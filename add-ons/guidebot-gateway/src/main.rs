//! Axum-based API gateway for the guide assistant. Config-driven via CoreConfig.

mod handlers;

use axum::{
    extract::{Json, State},
    http::{Method, StatusCode},
    response::{IntoResponse, Response},
    routing::{get, post},
    Router,
};
use dashmap::DashMap;
use guidebot_core::{CoreConfig, Domain, KnowledgeStore};
use guidebot_skills::build_classifier;
use handlers::sessions::{
    create_session, delete_session, get_session, submit_message, sweep_idle_sessions, SessionHandle,
};
use std::sync::Arc;
use tower_http::cors::{AllowOrigin, CorsLayer};
use tracing_subscriber::{layer::SubscriberExt, util::SubscriberInitExt};
use uuid::Uuid;

#[tokio::main]
async fn main() {
    // Load .env file if present (before any env::var calls)
    if let Err(e) = dotenvy::dotenv() {
        eprintln!("[guidebot-gateway] .env not loaded: {} (using system environment)", e);
    }

    tracing_subscriber::registry()
        .with(tracing_subscriber::EnvFilter::new(
            std::env::var("RUST_LOG").unwrap_or_else(|_| "info".into()),
        ))
        .with(tracing_subscriber::fmt::layer())
        .init();

    let config = match CoreConfig::load() {
        Ok(config) => Arc::new(config),
        Err(e) => {
            eprintln!("[guidebot-gateway] config load failed: {}", e);
            std::process::exit(1);
        }
    };
    let knowledge = Arc::new(KnowledgeStore::bootstrap());
    for corpus in knowledge.status() {
        tracing::info!("Knowledge: {} ({} entries)", corpus.label, corpus.entry_count);
    }

    let sessions = Arc::new(DashMap::new());
    if let Some(ttl) = config.session_idle_ttl() {
        tokio::spawn(session_sweep_loop(Arc::clone(&sessions), ttl));
    }

    let app = build_app(AppState {
        config: Arc::clone(&config),
        knowledge,
        sessions,
    });

    let addr = std::net::SocketAddr::from(([127, 0, 0, 1], config.port));
    let listener = match tokio::net::TcpListener::bind(addr).await {
        Ok(listener) => listener,
        Err(e) => {
            tracing::error!("Port {} unavailable: {}", config.port, e);
            std::process::exit(1);
        }
    };
    tracing::info!("{} listening on {}", config.app_name, addr);
    if let Err(e) = axum::serve(listener, app).await {
        tracing::error!("Gateway stopped: {}", e);
    }
}

async fn session_sweep_loop(sessions: Arc<DashMap<Uuid, SessionHandle>>, ttl: std::time::Duration) {
    // Sweep twice per lifetime, between once a second and once a minute.
    let tick = (ttl / 2).clamp(
        std::time::Duration::from_secs(1),
        std::time::Duration::from_secs(60),
    );
    tracing::info!(
        target: "guidebot::session",
        idle_ttl_secs = ttl.as_secs(),
        "Session sweep started"
    );
    let mut interval = tokio::time::interval(tick);
    loop {
        interval.tick().await;
        let expired = sweep_idle_sessions(&sessions, ttl);
        if expired > 0 {
            tracing::debug!(target: "guidebot::session", expired, open = sessions.len(), "Swept idle sessions");
        }
    }
}

fn build_app(state: AppState) -> Router {
    // CORS: allow Backend/API (8001-8099) and Frontend/UI (3001-3099) port ranges.
    let cors = CorsLayer::new()
        .allow_origin(AllowOrigin::predicate(|origin: &axum::http::HeaderValue, _| {
            let s = origin.to_str().unwrap_or("");
            let port = s
                .split(':')
                .last()
                .and_then(|p| p.parse::<u16>().ok())
                .unwrap_or(0);
            (3001..=3099).contains(&port) || (8001..=8099).contains(&port)
        }))
        .allow_methods([Method::GET, Method::POST, Method::OPTIONS, Method::DELETE])
        .allow_headers(tower_http::cors::Any);

    Router::new()
        .route("/v1/status", get(status))
        .route("/v1/classify", post(classify))
        .route("/v1/sessions", post(create_session))
        .route("/v1/sessions/:id", get(get_session).delete(delete_session))
        .route("/v1/sessions/:id/messages", post(submit_message))
        .with_state(state)
        .layer(cors)
}

#[derive(Clone)]
pub(crate) struct AppState {
    pub(crate) config: Arc<CoreConfig>,
    pub(crate) knowledge: Arc<KnowledgeStore>,
    pub(crate) sessions: Arc<DashMap<Uuid, SessionHandle>>,
}

/// JSON `{ "error": message }` with the given status.
pub(crate) fn error_response(status: StatusCode, message: impl Into<String>) -> Response {
    (status, Json(serde_json::json!({ "error": message.into() }))).into_response()
}

/// GET /v1/status – app identity, corpora and open session count.
async fn status(State(state): State<AppState>) -> Json<serde_json::Value> {
    Json(serde_json::json!({
        "app_name": state.config.app_name,
        "port": state.config.port,
        "default_domain": state.config.default_domain,
        "remote_lookup": state.config.remote_lookup,
        "corpora": state.knowledge.status(),
        "open_sessions": state.sessions.len(),
    }))
}

#[derive(serde::Deserialize)]
struct ClassifyRequest {
    query: String,
    #[serde(default)]
    domain: Option<String>,
    /// Defaults to `remote_lookup` from config.
    #[serde(default)]
    allow_remote: Option<bool>,
}

/// POST /v1/classify – one-shot classification with the tier and rule that answered.
async fn classify(State(state): State<AppState>, Json(req): Json<ClassifyRequest>) -> Response {
    let domain = match req.domain.as_deref() {
        Some(name) => match name.parse::<Domain>() {
            Ok(domain) => domain,
            Err(e) => return error_response(StatusCode::BAD_REQUEST, e.to_string()),
        },
        None => state.config.default_domain,
    };
    let allow_remote = req.allow_remote.unwrap_or(state.config.remote_lookup);
    let classifier = build_classifier(domain, Arc::clone(&state.knowledge), &state.config);
    let result = classifier.classify_detailed(&req.query, allow_remote).await;
    Json(result).into_response()
}

#[cfg(test)]
mod tests {
    use super::*;
    use axum::body::Body;
    use axum::http::{Request, StatusCode};
    use tower::ServiceExt;

    fn test_state(config: CoreConfig) -> AppState {
        AppState {
            config: Arc::new(config),
            knowledge: Arc::new(KnowledgeStore::bootstrap()),
            sessions: Arc::new(DashMap::new()),
        }
    }

    fn offline_config() -> CoreConfig {
        CoreConfig {
            app_name: "Test Guidebot".to_string(),
            port: 4000,
            remote_lookup: false,
            ..CoreConfig::default()
        }
    }

    fn json_request(method: &str, uri: &str, body: serde_json::Value) -> Request<Body> {
        Request::builder()
            .method(method)
            .uri(uri)
            .header("content-type", "application/json")
            .body(Body::from(serde_json::to_vec(&body).unwrap()))
            .unwrap()
    }

    fn empty_request(method: &str, uri: &str) -> Request<Body> {
        Request::builder()
            .method(method)
            .uri(uri)
            .body(Body::empty())
            .unwrap()
    }

    async fn body_json(res: Response) -> serde_json::Value {
        let bytes = axum::body::to_bytes(res.into_body(), usize::MAX).await.unwrap();
        serde_json::from_slice(&bytes).unwrap()
    }

    #[tokio::test]
    async fn test_status_returns_identity_and_corpora() {
        let app = build_app(test_state(offline_config()));
        let res = app.oneshot(empty_request("GET", "/v1/status")).await.unwrap();
        assert_eq!(res.status(), StatusCode::OK);
        let json = body_json(res).await;
        assert_eq!(json["app_name"], "Test Guidebot");
        assert_eq!(json["port"], 4000);
        assert_eq!(json["default_domain"], "design_system");
        assert_eq!(json["corpora"][0]["entry_count"], 7);
        assert_eq!(json["corpora"][1]["domain"], "publishing");
        assert_eq!(json["open_sessions"], 0);
    }

    #[tokio::test]
    async fn test_classify_button_code() {
        let app = build_app(test_state(offline_config()));
        let req = json_request(
            "POST",
            "/v1/classify",
            serde_json::json!({ "query": "Show me button code" }),
        );
        let res = app.oneshot(req).await.unwrap();
        assert_eq!(res.status(), StatusCode::OK);
        let json = body_json(res).await;
        assert_eq!(json["domain"], "design_system");
        assert_eq!(json["tier"], "code_intent");
        assert_eq!(json["rule"], "button_snippet");
        assert!(json["text"].as_str().unwrap().contains("govuk-button"));
    }

    #[tokio::test]
    async fn test_classify_remote_fallback_per_request() {
        let app = build_app(test_state(offline_config()));
        let req = json_request(
            "POST",
            "/v1/classify",
            serde_json::json!({ "query": "gibberish unrelated text", "domain": "gds", "allow_remote": true }),
        );
        let json = body_json(app.oneshot(req).await.unwrap()).await;
        assert_eq!(json["tier"], "remote");
        assert!(json["text"]
            .as_str()
            .unwrap()
            .ends_with("search/?q=gibberish%20unrelated%20text"));
    }

    #[tokio::test]
    async fn test_classify_unknown_domain_is_bad_request() {
        let app = build_app(test_state(offline_config()));
        let req = json_request(
            "POST",
            "/v1/classify",
            serde_json::json!({ "query": "hello", "domain": "weather" }),
        );
        let res = app.oneshot(req).await.unwrap();
        assert_eq!(res.status(), StatusCode::BAD_REQUEST);
        let json = body_json(res).await;
        assert_eq!(json["error"], "unknown domain: weather");
    }

    #[tokio::test]
    async fn test_session_with_initial_message_answers_once() {
        let state = test_state(offline_config());
        let app = build_app(state.clone());

        let req = json_request(
            "POST",
            "/v1/sessions",
            serde_json::json!({ "domain": "posit", "initial_message": "How do I deploy?" }),
        );
        let res = app.clone().oneshot(req).await.unwrap();
        assert_eq!(res.status(), StatusCode::CREATED);
        let json = body_json(res).await;
        let id = Uuid::parse_str(json["id"].as_str().unwrap()).unwrap();
        assert_eq!(json["domain"], "publishing");

        let controller = state.sessions.get(&id).unwrap().controller.clone();
        controller.wait_idle().await;

        for _ in 0..2 {
            let res = app
                .clone()
                .oneshot(empty_request("GET", &format!("/v1/sessions/{}", id)))
                .await
                .unwrap();
            assert_eq!(res.status(), StatusCode::OK);
        }
        controller.wait_idle().await;

        let res = app
            .oneshot(empty_request("GET", &format!("/v1/sessions/{}", id)))
            .await
            .unwrap();
        let json = body_json(res).await;
        let messages = json["messages"].as_array().unwrap();
        assert_eq!(messages.len(), 3);
        assert_eq!(messages[0]["id"], "welcome");
        assert_eq!(messages[1]["sender"], "user");
        assert_eq!(messages[1]["content"], "How do I deploy?");
        assert!(messages[2]["content"]
            .as_str()
            .unwrap()
            .starts_with("To build and deploy data applications on Posit Connect:"));
        assert_eq!(json["turn_state"], "idle");
    }

    #[tokio::test]
    async fn test_submit_message_and_reject_blank() {
        let state = test_state(CoreConfig {
            greeting_enabled: false,
            ..offline_config()
        });
        let app = build_app(state.clone());

        let res = app
            .clone()
            .oneshot(json_request("POST", "/v1/sessions", serde_json::json!({})))
            .await
            .unwrap();
        let json = body_json(res).await;
        let id = json["id"].as_str().unwrap().to_string();
        assert_eq!(json["domain"], "design_system");
        assert_eq!(json["messages"].as_array().unwrap().len(), 0);

        let uri = format!("/v1/sessions/{}/messages", id);
        let res = app
            .clone()
            .oneshot(json_request("POST", &uri, serde_json::json!({ "text": "   " })))
            .await
            .unwrap();
        assert_eq!(res.status(), StatusCode::CONFLICT);

        let res = app
            .clone()
            .oneshot(json_request(
                "POST",
                &uri,
                serde_json::json!({ "text": "what are the gds colors" }),
            ))
            .await
            .unwrap();
        assert_eq!(res.status(), StatusCode::ACCEPTED);

        let uuid = Uuid::parse_str(&id).unwrap();
        let controller = state.sessions.get(&uuid).unwrap().controller.clone();
        controller.wait_idle().await;
        let messages = controller.messages();
        assert_eq!(messages.len(), 2);
        assert!(messages[1].content.contains("#1d70b8"));
    }

    #[tokio::test]
    async fn test_delete_session_then_not_found() {
        let state = test_state(offline_config());
        let app = build_app(state.clone());

        let res = app
            .clone()
            .oneshot(json_request("POST", "/v1/sessions", serde_json::json!({})))
            .await
            .unwrap();
        let id = body_json(res).await["id"].as_str().unwrap().to_string();
        let uri = format!("/v1/sessions/{}", id);

        let res = app.clone().oneshot(empty_request("DELETE", &uri)).await.unwrap();
        assert_eq!(res.status(), StatusCode::NO_CONTENT);
        assert!(state.sessions.is_empty());

        let res = app.clone().oneshot(empty_request("GET", &uri)).await.unwrap();
        assert_eq!(res.status(), StatusCode::NOT_FOUND);
        let res = app.oneshot(empty_request("DELETE", &uri)).await.unwrap();
        assert_eq!(res.status(), StatusCode::NOT_FOUND);
    }

    #[tokio::test]
    async fn test_idle_sessions_are_swept() {
        let state = test_state(offline_config());
        let app = build_app(state.clone());

        let res = app
            .clone()
            .oneshot(json_request("POST", "/v1/sessions", serde_json::json!({})))
            .await
            .unwrap();
        let id = Uuid::parse_str(body_json(res).await["id"].as_str().unwrap()).unwrap();
        let controller = state.sessions.get(&id).unwrap().controller.clone();

        assert_eq!(sweep_idle_sessions(&state.sessions, std::time::Duration::from_secs(3600)), 0);
        assert_eq!(state.sessions.len(), 1);

        assert_eq!(sweep_idle_sessions(&state.sessions, std::time::Duration::ZERO), 1);
        assert!(state.sessions.is_empty());
        assert!(controller.is_closed());

        let res = app
            .oneshot(empty_request("GET", &format!("/v1/sessions/{}", id)))
            .await
            .unwrap();
        assert_eq!(res.status(), StatusCode::NOT_FOUND);
    }

    #[tokio::test]
    async fn test_create_session_unknown_domain() {
        let app = build_app(test_state(offline_config()));
        let res = app
            .oneshot(json_request(
                "POST",
                "/v1/sessions",
                serde_json::json!({ "domain": "weather" }),
            ))
            .await
            .unwrap();
        assert_eq!(res.status(), StatusCode::BAD_REQUEST);
    }
}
--
Which lines in the records above contain the word "publishing"? Copy each one.

Your solution →
        assert_eq!(json["corpora"][1]["domain"], "publishing");
        assert_eq!(json["domain"], "publishing");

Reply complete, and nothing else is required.